## Supplied material
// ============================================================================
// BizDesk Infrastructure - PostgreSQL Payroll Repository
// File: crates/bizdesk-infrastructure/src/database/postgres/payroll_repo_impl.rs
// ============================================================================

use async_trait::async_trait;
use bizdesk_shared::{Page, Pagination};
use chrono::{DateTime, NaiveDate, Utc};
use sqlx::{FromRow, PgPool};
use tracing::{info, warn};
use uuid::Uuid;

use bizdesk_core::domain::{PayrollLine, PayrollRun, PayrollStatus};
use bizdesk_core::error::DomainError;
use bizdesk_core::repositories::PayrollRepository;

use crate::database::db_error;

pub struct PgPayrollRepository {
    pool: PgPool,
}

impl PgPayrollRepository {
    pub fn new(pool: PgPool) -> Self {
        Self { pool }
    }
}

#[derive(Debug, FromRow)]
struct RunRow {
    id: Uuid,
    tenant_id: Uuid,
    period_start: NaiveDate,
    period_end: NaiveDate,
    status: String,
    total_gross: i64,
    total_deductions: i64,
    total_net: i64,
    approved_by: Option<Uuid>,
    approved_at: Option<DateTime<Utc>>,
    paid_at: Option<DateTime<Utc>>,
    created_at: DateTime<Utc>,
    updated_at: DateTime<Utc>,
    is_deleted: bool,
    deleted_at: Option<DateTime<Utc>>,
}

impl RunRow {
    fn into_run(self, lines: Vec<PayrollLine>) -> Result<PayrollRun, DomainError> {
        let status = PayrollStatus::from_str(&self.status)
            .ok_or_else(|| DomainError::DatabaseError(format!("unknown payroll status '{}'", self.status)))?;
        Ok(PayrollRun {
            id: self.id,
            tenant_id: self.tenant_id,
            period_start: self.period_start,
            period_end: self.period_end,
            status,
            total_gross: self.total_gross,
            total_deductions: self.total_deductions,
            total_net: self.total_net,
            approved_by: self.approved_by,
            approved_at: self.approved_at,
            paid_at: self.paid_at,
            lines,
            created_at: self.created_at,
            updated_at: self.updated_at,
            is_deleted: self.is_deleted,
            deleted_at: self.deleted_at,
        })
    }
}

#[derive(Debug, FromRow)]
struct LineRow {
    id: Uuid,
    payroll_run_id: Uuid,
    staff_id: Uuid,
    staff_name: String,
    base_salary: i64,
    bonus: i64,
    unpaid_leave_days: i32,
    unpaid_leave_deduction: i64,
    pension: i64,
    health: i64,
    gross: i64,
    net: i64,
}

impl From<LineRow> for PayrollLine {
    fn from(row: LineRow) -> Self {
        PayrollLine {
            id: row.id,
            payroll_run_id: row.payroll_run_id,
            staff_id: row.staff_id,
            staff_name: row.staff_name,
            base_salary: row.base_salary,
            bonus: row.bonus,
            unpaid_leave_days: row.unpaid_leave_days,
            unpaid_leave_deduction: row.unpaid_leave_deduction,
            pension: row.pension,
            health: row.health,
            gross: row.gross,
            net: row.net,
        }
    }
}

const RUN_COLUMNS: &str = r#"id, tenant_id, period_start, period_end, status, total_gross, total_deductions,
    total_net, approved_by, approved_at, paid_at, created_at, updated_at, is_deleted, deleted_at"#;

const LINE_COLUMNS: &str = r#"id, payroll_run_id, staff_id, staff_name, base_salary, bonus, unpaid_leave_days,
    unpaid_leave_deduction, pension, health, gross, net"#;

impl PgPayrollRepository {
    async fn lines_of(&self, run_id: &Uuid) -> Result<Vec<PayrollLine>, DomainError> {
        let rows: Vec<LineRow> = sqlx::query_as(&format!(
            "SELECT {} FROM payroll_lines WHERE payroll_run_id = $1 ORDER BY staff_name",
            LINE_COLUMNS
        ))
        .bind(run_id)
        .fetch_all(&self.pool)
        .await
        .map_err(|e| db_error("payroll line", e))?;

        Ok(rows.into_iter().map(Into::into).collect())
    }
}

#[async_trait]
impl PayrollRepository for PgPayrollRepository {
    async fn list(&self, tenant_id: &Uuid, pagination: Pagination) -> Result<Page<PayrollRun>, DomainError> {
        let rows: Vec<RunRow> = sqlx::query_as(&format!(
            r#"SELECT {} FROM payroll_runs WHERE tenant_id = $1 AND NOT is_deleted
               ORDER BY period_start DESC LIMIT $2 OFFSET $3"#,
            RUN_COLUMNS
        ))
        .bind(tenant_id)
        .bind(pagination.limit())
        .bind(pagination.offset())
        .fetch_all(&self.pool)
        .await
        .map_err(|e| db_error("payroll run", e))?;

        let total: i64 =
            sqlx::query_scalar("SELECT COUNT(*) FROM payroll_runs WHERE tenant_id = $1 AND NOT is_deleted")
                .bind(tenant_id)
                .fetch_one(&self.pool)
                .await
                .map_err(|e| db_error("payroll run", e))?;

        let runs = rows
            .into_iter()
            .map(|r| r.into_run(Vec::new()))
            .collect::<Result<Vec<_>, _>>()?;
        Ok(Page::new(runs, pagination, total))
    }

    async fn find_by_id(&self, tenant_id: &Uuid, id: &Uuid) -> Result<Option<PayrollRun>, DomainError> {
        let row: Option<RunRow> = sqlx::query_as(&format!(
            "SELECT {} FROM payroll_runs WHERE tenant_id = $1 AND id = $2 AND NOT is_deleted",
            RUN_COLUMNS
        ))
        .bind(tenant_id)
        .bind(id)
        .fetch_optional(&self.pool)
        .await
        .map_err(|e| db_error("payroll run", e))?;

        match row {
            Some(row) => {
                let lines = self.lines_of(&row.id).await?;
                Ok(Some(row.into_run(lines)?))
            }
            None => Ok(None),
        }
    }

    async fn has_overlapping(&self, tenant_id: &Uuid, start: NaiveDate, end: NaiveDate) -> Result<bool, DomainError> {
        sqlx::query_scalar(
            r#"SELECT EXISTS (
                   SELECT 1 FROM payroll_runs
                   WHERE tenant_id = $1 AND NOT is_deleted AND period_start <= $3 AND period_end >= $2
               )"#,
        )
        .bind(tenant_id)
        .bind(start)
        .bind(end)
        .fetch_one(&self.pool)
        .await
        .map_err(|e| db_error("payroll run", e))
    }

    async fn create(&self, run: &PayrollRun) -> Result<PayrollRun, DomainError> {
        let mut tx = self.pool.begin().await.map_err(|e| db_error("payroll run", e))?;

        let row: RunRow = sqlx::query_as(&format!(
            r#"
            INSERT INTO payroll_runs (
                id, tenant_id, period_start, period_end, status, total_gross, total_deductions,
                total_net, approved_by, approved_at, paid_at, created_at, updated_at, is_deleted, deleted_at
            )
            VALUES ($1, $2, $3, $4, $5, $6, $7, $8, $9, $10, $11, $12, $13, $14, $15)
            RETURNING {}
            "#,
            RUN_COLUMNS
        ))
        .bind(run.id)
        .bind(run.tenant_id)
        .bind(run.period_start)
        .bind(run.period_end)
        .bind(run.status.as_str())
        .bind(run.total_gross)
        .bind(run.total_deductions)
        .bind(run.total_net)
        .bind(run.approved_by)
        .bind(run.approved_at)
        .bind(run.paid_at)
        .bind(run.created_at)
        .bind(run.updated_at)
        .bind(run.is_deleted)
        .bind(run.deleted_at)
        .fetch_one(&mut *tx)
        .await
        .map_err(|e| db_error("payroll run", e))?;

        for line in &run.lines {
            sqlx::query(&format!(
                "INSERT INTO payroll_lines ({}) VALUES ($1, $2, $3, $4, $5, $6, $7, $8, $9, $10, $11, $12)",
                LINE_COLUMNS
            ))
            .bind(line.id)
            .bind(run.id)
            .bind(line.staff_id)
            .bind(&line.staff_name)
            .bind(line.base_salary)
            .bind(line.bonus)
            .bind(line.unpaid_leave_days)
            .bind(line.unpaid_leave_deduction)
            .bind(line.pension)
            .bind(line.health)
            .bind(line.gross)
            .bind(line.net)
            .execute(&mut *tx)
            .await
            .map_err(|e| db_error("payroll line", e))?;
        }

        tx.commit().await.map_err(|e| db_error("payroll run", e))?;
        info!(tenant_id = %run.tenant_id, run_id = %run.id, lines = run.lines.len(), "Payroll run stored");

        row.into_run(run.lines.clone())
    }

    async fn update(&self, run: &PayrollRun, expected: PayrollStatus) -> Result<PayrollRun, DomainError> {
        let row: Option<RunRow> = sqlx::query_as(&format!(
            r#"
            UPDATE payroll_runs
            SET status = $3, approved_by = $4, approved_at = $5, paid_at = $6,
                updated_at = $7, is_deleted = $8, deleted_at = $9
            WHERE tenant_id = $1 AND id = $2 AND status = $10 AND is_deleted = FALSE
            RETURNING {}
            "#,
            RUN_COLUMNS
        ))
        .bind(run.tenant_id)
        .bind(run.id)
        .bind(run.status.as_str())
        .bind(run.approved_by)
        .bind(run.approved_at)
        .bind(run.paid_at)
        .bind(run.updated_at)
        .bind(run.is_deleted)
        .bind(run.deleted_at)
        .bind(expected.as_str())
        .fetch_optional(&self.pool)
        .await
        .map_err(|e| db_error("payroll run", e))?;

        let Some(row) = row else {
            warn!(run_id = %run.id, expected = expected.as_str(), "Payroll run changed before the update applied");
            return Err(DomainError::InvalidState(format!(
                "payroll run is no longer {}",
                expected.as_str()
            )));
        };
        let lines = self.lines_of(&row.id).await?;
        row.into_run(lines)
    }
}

## What to work on
Find all the lines with "PgPool" in the data and copy them.

## Result of this task
use sqlx::{FromRow, PgPool};
    pool: PgPool,
    pub fn new(pool: PgPool) -> Self {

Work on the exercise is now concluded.